Ils sont nombreux. Ils sont d’abord individuels: rien ne permet de garantir l’anonymat de ces données à 100%. La sécurité de ce dispositif est aussi très largement contestée par les experts techniques, notamment ceux qui sont en train de concevoir le protocole ROBERT à l’INRIA (protocole qui constituerait le support pour l’application gouvernementale). Ils sont ensuite profondément sociétaux et éthiques: une telle technologie utilisée en temps de crise pourrait avoir des incidences majeures par la suite. C’est ce qu’on appelle un « effet de cliquet »: on rend acceptable socialement un usage à un moment, dans un contexte précis, et cet usage perdure et s’étend à d’autres cas. Enfin, ils sont politiques. Je ne crois pas que ce soit à l’Etat de jouer ce rôle, notamment dans le rapport de force avec les GAFA: l’Etat doit réguler, permettre aux utilisateurs de reprendre le contrôle sur leurs données, pas l’inverse.

 

Quelles sont les propositions technologiques qui vous paraissent plus à même de combattre cette pandémie ?

La technologie ne combattra pas, à elle seule, la pandémie.

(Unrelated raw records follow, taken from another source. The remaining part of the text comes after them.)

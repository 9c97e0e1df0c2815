//! Infrastructure layer.

pub mod database;

pub use self::database::{Database, Memory};
#[cfg(feature = "postgres")]
pub use self::database::{postgres, Postgres};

Prenons garde à ne pas succomber à cette facilité de croire que la technologie est une solution à tous nos problèmes. Elle peut aider à plusieurs niveaux. Au niveau individuel, la technologie permet de maintenir le lien à distance (téléconsultation, télétravail, téléenseignement). Elle permet au niveau de groupes, de communautés, d’organiser des solidarités, de diffuser des bonnes pratiques. C’est le cas notamment des plateformes d’entraide et de solidarité comme celle que j’ai crée pour les Français de l’étranger. La technologie peut éclairer la décision politique: des données agrégées peuvent permettre de modéliser des comportements, des flux, alerter sur des zones de concentration de cas viraux, etc. La technologie ne remplace pas le bon sens, ni l’humain. Ne faisons pas le raisonnement inverse.